Je passe sur le fait que l’attestation du greffier sera sans doute une document papier dument tamponné…
Et pourtant, à un moment, j’ai cru que nos législateurs avaient eu un sursaut technologique en lisant:
DE L’UTILISATION DE MOYENS DE TÉLÉCOMMUNICATION AU COURS DE LA PROCÉDURE
Extraits:
Pour l’application par le juge d’instruction ou le juge des libertés et de la détention des dispositions […] prévoyant la retranscription dans différents procès-verbaux des déclarations des personnes entendues en plusieurs points du territoire, il est procédé selon l’une des deux modalités prévues par le présent article.

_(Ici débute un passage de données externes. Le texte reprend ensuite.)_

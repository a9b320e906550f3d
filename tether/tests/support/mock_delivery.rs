//! In-process stand-in for the outbound provider.
//!
//! Accounts are registered up front. A user can be gated so that opening
//! their channel waits until the test releases it, which makes slow
//! providers deterministic.

use std::{
    collections::HashMap,
    io,
    sync::{
        Arc,
        atomic::{AtomicBool, AtomicUsize, Ordering},
    },
};

use async_trait::async_trait;
use parking_lot::Mutex;
use tether::{Channel, Chunk, Delivery, DeliveryError, OutboundCredentials};
use tether_smtp::Envelope;
use tokio::sync::Semaphore;

#[derive(Default)]
struct Accounts {
    passwords: HashMap<String, String>,
    gates: HashMap<String, Arc<Semaphore>>,
}

#[derive(Clone, Default)]
pub struct MockDelivery {
    accounts: Arc<Mutex<Accounts>>,
    opened: Arc<Mutex<Vec<Arc<MockChannel>>>>,
    unreachable: Arc<AtomicBool>,
    fail_sends: Arc<AtomicBool>,
}

impl MockDelivery {
    pub fn new() -> Self {
        Self::default()
    }

    #[must_use]
    pub fn with_account(self, user: &str, pass: &str) -> Self {
        self.accounts
            .lock()
            .passwords
            .insert(user.to_string(), pass.to_string());
        self
    }

    /// Every connect fails as if the provider refused the TCP connection.
    #[must_use]
    pub fn unreachable(self) -> Self {
        self.unreachable.store(true, Ordering::SeqCst);
        self
    }

    /// Channels fail on their first chunk.
    #[must_use]
    pub fn failing_sends(self) -> Self {
        self.fail_sends.store(true, Ordering::SeqCst);
        self
    }

    /// Opening a channel for `user` blocks until the returned gate gets a
    /// permit.
    pub fn gate(&self, user: &str) -> Arc<Semaphore> {
        let gate = Arc::new(Semaphore::new(0));
        self.accounts
            .lock()
            .gates
            .insert(user.to_string(), Arc::clone(&gate));
        gate
    }

    pub fn opened(&self) -> Vec<Arc<MockChannel>> {
        self.opened.lock().clone()
    }

    pub fn channel_for(&self, user: &str) -> Option<Arc<MockChannel>> {
        self.opened().into_iter().find(|channel| channel.user == user)
    }
}

#[async_trait]
impl Delivery for MockDelivery {
    async fn connect(
        &self,
        credentials: OutboundCredentials,
    ) -> Result<Arc<dyn Channel>, DeliveryError> {
        if self.unreachable.load(Ordering::SeqCst) {
            return Err(DeliveryError::Connect {
                address: "mock:587".to_string(),
                source: io::Error::from(io::ErrorKind::ConnectionRefused),
            });
        }

        let gate = self.accounts.lock().gates.get(&credentials.user).cloned();
        if let Some(gate) = gate {
            let _ = gate.acquire().await.map(|permit| permit.forget());
        }

        let known = self.accounts.lock().passwords.get(&credentials.user).cloned();
        if known.as_deref() != Some(credentials.pass.as_str()) {
            return Err(DeliveryError::Rejected {
                stage: "AUTH",
                code: 535,
                message: "5.7.8 Bad credentials".to_string(),
            });
        }

        let channel = Arc::new(MockChannel::new(
            &credentials.user,
            self.fail_sends.load(Ordering::SeqCst),
        ));
        self.opened.lock().push(Arc::clone(&channel));
        Ok(channel)
    }
}

pub struct MockChannel {
    pub user: String,
    fail_sends: bool,
    envelopes: Mutex<Vec<Envelope>>,
    chunks: Mutex<Vec<Chunk>>,
    finished: AtomicUsize,
    aborted: AtomicUsize,
    released: AtomicBool,
}

impl MockChannel {
    fn new(user: &str, fail_sends: bool) -> Self {
        Self {
            user: user.to_string(),
            fail_sends,
            envelopes: Mutex::default(),
            chunks: Mutex::default(),
            finished: AtomicUsize::new(0),
            aborted: AtomicUsize::new(0),
            released: AtomicBool::new(false),
        }
    }

    pub fn envelopes(&self) -> Vec<Envelope> {
        self.envelopes.lock().clone()
    }

    pub fn chunks(&self) -> Vec<Chunk> {
        self.chunks.lock().clone()
    }

    pub fn body(&self) -> Vec<u8> {
        self.chunks
            .lock()
            .iter()
            .flat_map(|chunk| chunk.as_bytes().to_vec())
            .collect()
    }

    pub fn finished(&self) -> usize {
        self.finished.load(Ordering::SeqCst)
    }

    pub fn aborted(&self) -> usize {
        self.aborted.load(Ordering::SeqCst)
    }

    pub fn is_released(&self) -> bool {
        self.released.load(Ordering::SeqCst)
    }
}

#[async_trait]
impl Channel for MockChannel {
    async fn verify(&self) -> Result<(), DeliveryError> {
        Ok(())
    }

    async fn begin(&self, envelope: &Envelope) -> Result<(), DeliveryError> {
        self.envelopes.lock().push(envelope.clone());
        Ok(())
    }

    async fn send(&self, chunk: &Chunk) -> Result<(), DeliveryError> {
        if self.fail_sends {
            return Err(DeliveryError::Client(
                tether_smtp::client::ClientError::ConnectionClosed,
            ));
        }

        self.chunks.lock().push(chunk.clone());
        Ok(())
    }

    async fn finish(&self) -> Result<(), DeliveryError> {
        self.finished.fetch_add(1, Ordering::SeqCst);
        Ok(())
    }

    async fn abort(&self) {
        self.aborted.fetch_add(1, Ordering::SeqCst);
    }

    async fn release(&self) {
        self.released.store(true, Ordering::SeqCst);
    }
}
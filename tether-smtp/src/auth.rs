//! SASL mechanisms accepted on the inbound side and replayed on the outbound
//! side.
//!
//! Only mechanisms that carry the secret itself are supported: the relay has
//! to present the same credentials to the provider, so challenge/response
//! schemes such as CRAM-MD5 cannot be proxied.

use core::fmt::{self, Display, Formatter};
use std::str::FromStr;

use base64::{Engine as _, engine::general_purpose::STANDARD as B64};
use serde::{Deserialize, Serialize};
use thiserror::Error;

#[derive(Clone, Copy, Debug, PartialEq, Eq, Hash, PartialOrd, Ord, Serialize, Deserialize)]
#[serde(rename_all = "UPPERCASE")]
pub enum Mechanism {
    /// RFC 4616
    Plain,
    Login,
    #[serde(rename = "XOAUTH2")]
    XOAuth2,
}

impl Mechanism {
    #[must_use]
    pub const fn as_str(self) -> &'static str {
        match self {
            Self::Plain => "PLAIN",
            Self::Login => "LOGIN",
            Self::XOAuth2 => "XOAUTH2",
        }
    }
}

impl Display for Mechanism {
    fn fmt(&self, f: &mut Formatter<'_>) -> fmt::Result {
        f.write_str(self.as_str())
    }
}

impl FromStr for Mechanism {
    type Err = AuthError;

    fn from_str(s: &str) -> Result<Self, Self::Err> {
        [Self::Plain, Self::Login, Self::XOAuth2]
            .into_iter()
            .find(|mechanism| s.eq_ignore_ascii_case(mechanism.as_str()))
            .ok_or_else(|| AuthError::UnsupportedMechanism(s.to_string()))
    }
}

#[derive(Debug, Error, PartialEq, Eq)]
pub enum AuthError {
    #[error("Unsupported authentication mechanism {0}")]
    UnsupportedMechanism(String),

    #[error("Invalid base64 in authentication exchange")]
    Encoding,

    #[error("Authentication payload is not valid UTF-8")]
    Utf8,

    #[error("Malformed {0} payload")]
    Malformed(Mechanism),

    #[error("Authentication cancelled by client")]
    Cancelled,
}

/// Credentials presented by an inbound client.
#[derive(Clone, PartialEq, Eq)]
pub struct Authentication {
    pub mechanism: Mechanism,
    pub username: String,
    /// Password, or bearer token for XOAUTH2.
    pub secret: String,
    /// PLAIN authorization identity, when different from the username.
    pub authorization_id: Option<String>,
}

impl Authentication {
    #[must_use]
    pub fn new(
        mechanism: Mechanism,
        username: impl Into<String>,
        secret: impl Into<String>,
    ) -> Self {
        Self {
            mechanism,
            username: username.into(),
            secret: secret.into(),
            authorization_id: None,
        }
    }
}

impl fmt::Debug for Authentication {
    fn fmt(&self, f: &mut Formatter<'_>) -> fmt::Result {
        f.debug_struct("Authentication")
            .field("mechanism", &self.mechanism)
            .field("username", &self.username)
            .field("secret", &"<redacted>")
            .field("authorization_id", &self.authorization_id)
            .finish()
    }
}

/// A single client line during an AUTH exchange: `*` cancels, `=` is an
/// empty initial response.
fn decode(line: &str) -> Result<Vec<u8>, AuthError> {
    match line.trim() {
        "*" => Err(AuthError::Cancelled),
        "=" | "" => Ok(Vec::new()),
        encoded => B64.decode(encoded).map_err(|_| AuthError::Encoding),
    }
}

pub fn decode_text(line: &str) -> Result<String, AuthError> {
    String::from_utf8(decode(line)?).map_err(|_| AuthError::Utf8)
}

/// `[authzid] NUL authcid NUL passwd`
pub fn decode_plain(line: &str) -> Result<Authentication, AuthError> {
    let text = decode_text(line)?;
    let mut parts = text.split('\0');

    let (Some(authzid), Some(username), Some(secret), None) =
        (parts.next(), parts.next(), parts.next(), parts.next())
    else {
        return Err(AuthError::Malformed(Mechanism::Plain));
    };

    if username.is_empty() {
        return Err(AuthError::Malformed(Mechanism::Plain));
    }

    Ok(Authentication {
        mechanism: Mechanism::Plain,
        username: username.to_string(),
        secret: secret.to_string(),
        authorization_id: (!authzid.is_empty() && authzid != username)
            .then(|| authzid.to_string()),
    })
}

/// `user=<user> ^A auth=Bearer <token> ^A ^A`
pub fn decode_xoauth2(line: &str) -> Result<Authentication, AuthError> {
    let text = decode_text(line)?;
    let mut username = None;
    let mut token = None;

    for field in text.split('\u{1}').filter(|field| !field.is_empty()) {
        if let Some(user) = field.strip_prefix("user=") {
            username = Some(user);
        } else if let Some(auth) = field.strip_prefix("auth=") {
            token = auth
                .strip_prefix("Bearer ")
                .or_else(|| auth.strip_prefix("bearer "));
        }
    }

    match (username, token) {
        (Some(username), Some(token)) if !username.is_empty() => Ok(Authentication::new(
            Mechanism::XOAuth2,
            username,
            token,
        )),
        _ => Err(AuthError::Malformed(Mechanism::XOAuth2)),
    }
}

#[must_use]
pub fn encode_text(text: &str) -> String {
    B64.encode(text)
}

#[must_use]
pub fn encode_plain(authorization_id: Option<&str>, username: &str, secret: &str) -> String {
    B64.encode(format!(
        "{}\0{username}\0{secret}",
        authorization_id.unwrap_or_default()
    ))
}

#[must_use]
pub fn encode_xoauth2(username: &str, token: &str) -> String {
    B64.encode(format!("user={username}\u{1}auth=Bearer {token}\u{1}\u{1}"))
}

Soit deux procès-verbaux sont dressés simultanément, l’un par le magistrat et son greffier dans les locaux de la juridiction, et l’autre par un greffier sur le lieu où se trouve la personne entendue, et ils sont signés sur place par les personnes présentes.
Soit un procès-verbal est dressé dans les locaux de la juridiction par le magistrat et son greffier, et ce document est immédiatement transmis sur le lieu où est présente la personne entendue, pour être signé par cette dernière, selon la procédure des contreseings simultanés […]
Hélas, pour ceux qui ne sauraient dire en quoi consiste la méthode de sécurité dite des « contreseings simultanés », voici sa définition selon l’article D.47-12-3 du code de procédure pénale:
Lorsqu’il est fait application de la procédure des contreseings simultanés, le procès-verbal est signé par le magistrat et son greffier, puis est transmis par télécopie ou par un moyen de communication électronique sur le lieu où est présente la personne entendue, pour être signé par cette seule personne. Ce document est immédiatement retourné au magistrat selon le même procédé. L’original du document signé par la personne entendue est ensuite transmis par tout moyen pour être joint au dossier de la procédure.
J’ai du relire plusieurs fois, et à cette heure avancée de la nuit faire un petit croquis (si si)…
Enfin, cerise sur le gâteau, le TITRE XII – DISPOSITIONS GÉNÉRALES
Extraits:
Lorsqu’un protocole a été passé à cette fin entre, d’une part, le président et le procureur de la République du tribunal de grande instance et, d’autre part, le barreau de la juridiction représenté par son bâtonnier, les avocats de ce barreau peuvent transmettre à la juridiction par un moyen de télécommunication à l’adresse électronique de la juridiction ou du service de la juridiction compétent, et dont il est conservé une trace écrite, les demandes, déclarations et observations suivantes :
[suit la liste de toutes les demandes possibles]
Ces transmissions sont effectuées, en respectant les modalités prévues par le protocole, à partir de l’adresse électronique professionnelle de l’avocat, préalablement communiquée à la juridiction, et après que les documents joints ont fait l’objet d’une numérisation.
Les messages ainsi adressés font l’objet d’un accusé électronique de lecture par la juridiction.
Ils sont considérés comme reçus par la juridiction à la date d’envoi de cet accusé, et cette date fait, s’il y a lieu, courir les délais prévus par les dispositions du présent code.
Là, je dois dire que j’en suis resté comme deux ronds de flan.
Il est 1h33 du matin, je vais me coucher.
Je relirai demain.
Désolé pour les fôtes.
Je laisse mes collègues informaticiens rompus à la pédagogie expliquer en détails les problèmes de sécurité liés aux emails.